A crispy unfried chip

Did I just hear you loudly gasp an incredulous “WHAT?” Yes indeed dear reader, that post title is correct and the unthinkable has happened: potato chips (or crisps, depending on which side of the pond you reside) that are not deep fried. And they are delicious!

I first saw vegetable chips on my friend Kelly’s blog over at Inspired Edibles, she’s a Dietician who posts incredible and tasty recipes. Kelly’s chips were gorgeous but sadly mine did not work out, perhaps they were just too thick and they shrunk so much I hardly had a chip left, so we didn’t pursue them. And then almost rubbing salt in the wound, Charles over at Five Euro Foods made a wonderful batch here. I thought all had been lost but recently I was at  a Winners (TJ-Max for our American brothers and sisters) and spotted this cool gizmo for less than $10, so I got it thinking it would make great chips…

The first batch turned out OK but the chips stuck together (couldn’t be helped because of the size of the device); then it got a bit worse which only made it a challenge to figure out how I could get perfectly unfried chips just like the photos on the package. And after about an hour of experimentation it got a lot worse: my microwave shut down…for good. Yup, I killed it! In all fairness it was older than most of my lovely readers so it owed me nothing, but my $6.99 potato chip maker now ended up costing a whopping $145! Don’t you hate it when that happens? Lesson learned. Or maybe not.

Fast forward a week later we purchased our third microwave of our lives and I’m back at it making chips to take to the cottage (no mw up there). This time I let the microwave sit between ‘bakings’ to cool down.

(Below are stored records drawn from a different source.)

//! Outbound transport: the only stage with network I/O.
//!
//! [`KrokiTransport`] is the seam between the pipeline and HTTP. The default
//! [`ReqwestTransport`] always reads the body as raw bytes; other transports
//! (or test doubles) may hand back text or something else entirely, which is
//! why the result is a [`RawBody`] rather than plain bytes.
//!
//! There is no retry here: a failed call surfaces exactly once.

use crate::error::{ItemError, KrokiError};
use crate::pipeline::request::RenderRequest;
use async_trait::async_trait;
use tracing::debug;

/// User-Agent sent by [`ReqwestTransport::new`].
pub const DEFAULT_USER_AGENT: &str = concat!("kroki-render/", env!("CARGO_PKG_VERSION"));

/// Longest service error text kept in [`ItemError::HttpStatus`].
const MAX_ERROR_BODY_CHARS: usize = 500;

/// A response body as delivered by a transport.
#[derive(Debug, Clone, PartialEq)]
pub enum RawBody {
    /// Undecoded bytes.
    Bytes(Vec<u8>),
    /// Body already decoded to text, with the charset the server reported.
    Text {
        body: String,
        charset: Option<String>,
    },
    /// Body parsed as JSON by the transport.
    Structured(serde_json::Value),
    /// No body at all.
    Absent,
}

impl RawBody {
    /// Short name of the body representation, for logs and debug records.
    pub fn kind(&self) -> &'static str {
        match self {
            RawBody::Bytes(_) => "bytes",
            RawBody::Text { .. } => "text",
            RawBody::Structured(_) => "structured",
            RawBody::Absent => "absent",
        }
    }

    /// Length in bytes (text is measured in its UTF-8 form).
    pub fn len(&self) -> usize {
        match self {
            RawBody::Bytes(b) => b.len(),
            RawBody::Text { body, .. } => body.len(),
            RawBody::Structured(_) | RawBody::Absent => 0,
        }
    }

    pub fn is_empty(&self) -> bool {
        self.len() == 0
    }
}

/// Sends one render request and returns the raw response body.
///
/// Implement this to route requests through something other than `reqwest`
/// (a proxying client, a recorder, a test double) and inject it with
/// [`crate::BatchConfigBuilder::transport`].
#[async_trait]
pub trait KrokiTransport: Send + Sync {
    /// Perform exactly one call for `request`.
    ///
    /// # Errors
    /// A classified [`ItemError`]; transports never retry.
    async fn send(&self, request: &RenderRequest) -> Result<RawBody, ItemError>;
}

/// `reqwest`-backed transport with one shared connection pool.
#[derive(Debug, Clone)]
pub struct ReqwestTransport {
    client: reqwest::Client,
}

impl ReqwestTransport {
    /// Transport with the default `kroki-render/<version>` User-Agent.
    ///
    /// # Errors
    /// [`KrokiError::Internal`] if the TLS backend cannot be initialised.
    pub fn new() -> Result<Self, KrokiError> {
        Self::with_user_agent(DEFAULT_USER_AGENT)
    }

    /// Transport with a custom User-Agent.
    ///
    /// No client-wide timeout is set: every request carries its own.
    pub fn with_user_agent(user_agent: &str) -> Result<Self, KrokiError> {
        let client = reqwest::Client::builder()
            .user_agent(user_agent)
            .build()
            .map_err(|e| KrokiError::Internal(format!("Failed to build HTTP client: {e}")))?;
        Ok(Self { client })
    }

    /// Wrap an existing client (custom proxies, TLS roots, …).
    pub fn from_client(client: reqwest::Client) -> Self {
        Self { client }
    }
}

#[async_trait]
impl KrokiTransport for ReqwestTransport {
    async fn send(&self, request: &RenderRequest) -> Result<RawBody, ItemError> {
        let mut builder = self
            .client
            .request(request.method.clone(), &request.url)
            .timeout(request.timeout)
            .body(request.body.clone());
        for (name, value) in &request.headers {
            builder = builder.header(name.as_str(), value.as_str());
        }

        debug!("POST {} ({} bytes source)", request.url, request.body.len());
        let response = builder
            .send()
            .await
            .map_err(|e| classify_error(e, request))?;

        let status = response.status();
        if !status.is_success() {
            let body = response.text().await.unwrap_or_default();
            return Err(ItemError::HttpStatus {
                url: request.url.clone(),
                status: status.as_u16(),
                body: body.trim().chars().take(MAX_ERROR_BODY_CHARS).collect(),
            });
        }

        // Raw bytes, never `text()`: PNG and PDF must not pass a text decoder.
        let bytes = response
            .bytes()
            .await
            .map_err(|e| classify_error(e, request))?;
        debug!("{} → {} bytes", request.url, bytes.len());
        Ok(RawBody::Bytes(bytes.to_vec()))
    }
}

fn classify_error(e: reqwest::Error, request: &RenderRequest) -> ItemError {
    if e.is_timeout() {
        ItemError::Timeout {
            url: request.url.clone(),
            timeout_ms: request.timeout_ms(),
        }
    } else {
        ItemError::Transport {
            url: request.url.clone(),
            detail: e.to_string(),
        }
    }
}

#[cfg(test)]
mod tests {
    use super::*;
    use crate::error::ErrorKind;
    use reqwest::Method;
    use std::time::Duration;
    use tokio::io::{AsyncReadExt, AsyncWriteExt};
    use tokio::net::TcpListener;
    use tokio::task::JoinHandle;

    fn render_request(url: String, timeout_ms: u64) -> RenderRequest {
        RenderRequest {
            method: Method::POST,
            url,
            headers: vec![("Content-Type".into(), "text/plain".into())],
            body: "graph TD; A-->B;".into(),
            timeout: Duration::from_millis(timeout_ms),
        }
    }

    /// One-shot HTTP server on an ephemeral port.
    ///
    /// Reads a single request (head plus `Content-Length` body), waits
    /// `delay`, then answers with `status` and `body`. The handle resolves to
    /// the raw request text as received.
    async fn stub_server(
        status: &'static str,
        body: Vec<u8>,
        delay: Duration,
    ) -> (String, JoinHandle<String>) {
        let listener = TcpListener::bind("127.0.0.1:0").await.unwrap();
        let base = format!("http://{}", listener.local_addr().unwrap());

        let handle = tokio::spawn(async move {
            let (mut socket, _) = listener.accept().await.unwrap();
            let mut received = Vec::new();
            let mut chunk = [0u8; 1024];

            let head_end = loop {
                let n = socket.read(&mut chunk).await.unwrap();
                assert!(n > 0, "client closed before sending a full request head");
                received.extend_from_slice(&chunk[..n]);
                if let Some(pos) = received.windows(4).position(|w| w == b"\r\n\r\n") {
                    break pos + 4;
                }
            };
            let head = String::from_utf8_lossy(&received[..head_end]).to_ascii_lowercase();
            let content_length = head
                .lines()
                .find_map(|l| l.strip_prefix("content-length:"))
                .and_then(|v| v.trim().parse::<usize>().ok())
                .unwrap_or(0);
            while received.len() < head_end + content_length {
                let n = socket.read(&mut chunk).await.unwrap();
                if n == 0 {
                    break;
                }
                received.extend_from_slice(&chunk[..n]);
            }

            tokio::time::sleep(delay).await;
            let mut response = format!(
                "HTTP/1.1 {status}\r\nContent-Length: {}\r\nConnection: close\r\n\r\n",
                body.len()
            )
            .into_bytes();
            response.extend_from_slice(&body);
            // The client may already have given up (timeout case).
            let _ = socket.write_all(&response).await;
            let _ = socket.shutdown().await;

            String::from_utf8_lossy(&received).into_owned()
        });

        (base, handle)
    }

    #[test]
    fn body_kinds() {
        assert_eq!(RawBody::Bytes(vec![1, 2, 3]).kind(), "bytes");
        assert_eq!(RawBody::Bytes(vec![1, 2, 3]).len(), 3);
        let text = RawBody::Text {
            body: "<svg/>".into(),
            charset: None,
        };
        assert_eq!(text.kind(), "text");
        assert_eq!(text.len(), 6);
        assert!(RawBody::Absent.is_empty());
        assert_eq!(RawBody::Structured(serde_json::json!({})).kind(), "structured");
    }

    #[test]
    fn user_agent_carries_version() {
        assert!(DEFAULT_USER_AGENT.starts_with("kroki-render/"));
    }

    #[tokio::test]
    async fn unreachable_server_is_a_transport_error() {
        let transport = ReqwestTransport::new().unwrap();
        // Port 9 (discard) on localhost is closed on any sane test host.
        let request = RenderRequest {
            method: Method::POST,
            url: "http://127.0.0.1:9/mermaid/png".into(),
            headers: vec![("Content-Type".into(), "text/plain".into())],
            body: "graph TD; A-->B;".into(),
            timeout: Duration::from_millis(2000),
        };
        let err = transport.send(&request).await.unwrap_err();
        assert_eq!(err.kind(), ErrorKind::TransportError);
    }

    #[tokio::test]
    async fn non_utf8_bytes_arrive_unaltered() {
        let png = vec![0x89, b'P', b'N', b'G', 0xFF, 0xFE, 0x00, 0x80];
        let (base, server) = stub_server("200 OK", png.clone(), Duration::ZERO).await;

        let transport = ReqwestTransport::new().unwrap();
        let body = transport
            .send(&render_request(format!("{base}/mermaid/png"), 5_000))
            .await
            .unwrap();
        assert_eq!(body, RawBody::Bytes(png));

        let seen = server.await.unwrap();
        let lower = seen.to_ascii_lowercase();
        assert!(seen.starts_with("POST /mermaid/png "), "got: {seen}");
        assert!(lower.contains("content-type: text/plain"), "got: {seen}");
        assert!(lower.contains("user-agent: kroki-render/"), "got: {seen}");
        assert!(seen.ends_with("graph TD; A-->B;"), "got: {seen}");
    }

    #[tokio::test]
    async fn error_status_carries_service_text() {
        let (base, _server) =
            stub_server("400 Bad Request", b"Syntax Error\n".to_vec(), Duration::ZERO).await;

        let transport = ReqwestTransport::new().unwrap();
        let url = format!("{base}/plantuml/svg");
        let err = transport
            .send(&render_request(url.clone(), 5_000))
            .await
            .unwrap_err();

        assert_eq!(
            err,
            ItemError::HttpStatus {
                url,
                status: 400,
                body: "Syntax Error".into(),
            }
        );
        assert_eq!(err.kind(), ErrorKind::TransportError);
        assert!(err.to_string().contains("HTTP 400"));
    }

    #[tokio::test]
    async fn long_error_body_is_truncated() {
        let (base, _server) =
            stub_server("500 Internal Server Error", vec![b'x'; 2_000], Duration::ZERO).await;

        let transport = ReqwestTransport::new().unwrap();
        let err = transport
            .send(&render_request(format!("{base}/d2/svg"), 5_000))
            .await
            .unwrap_err();
        match err {
            ItemError::HttpStatus { status, body, .. } => {
                assert_eq!(status, 500);
                assert_eq!(body.chars().count(), MAX_ERROR_BODY_CHARS);
            }
            other => panic!("expected HttpStatus, got {other:?}"),
        }
    }

    #[tokio::test]
    async fn slow_server_is_a_timeout() {
        let (base, _server) =
            stub_server("200 OK", b"late".to_vec(), Duration::from_secs(3)).await;

        let transport = ReqwestTransport::new().unwrap();
        let url = format!("{base}/graphviz/png");
        let err = transport
            .send(&render_request(url.clone(), 1_000))
            .await
            .unwrap_err();

        assert_eq!(
            err,
            ItemError::Timeout {
                url,
                timeout_ms: 1_000,
            }
        );
        assert_eq!(err.kind(), ErrorKind::TransportError);
    }
}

The result? Perfectly unfried potato chips.

Note about the Joie Healthy-Microwave Potato Chip Cooker: I purchased this product after reading a few reviews I instantly googled on my iPhone. Even though it was only $6.99 I hate throwing money away and the google reviews were not bad, in fact they were more good than bad so I decided to purchase it. I should have realized that I was simply trying to justify the purchase and we all know that you can literally justify any purchase you want to make (logical or not) and so my new found wisdom I must tell you it’s just not worth it!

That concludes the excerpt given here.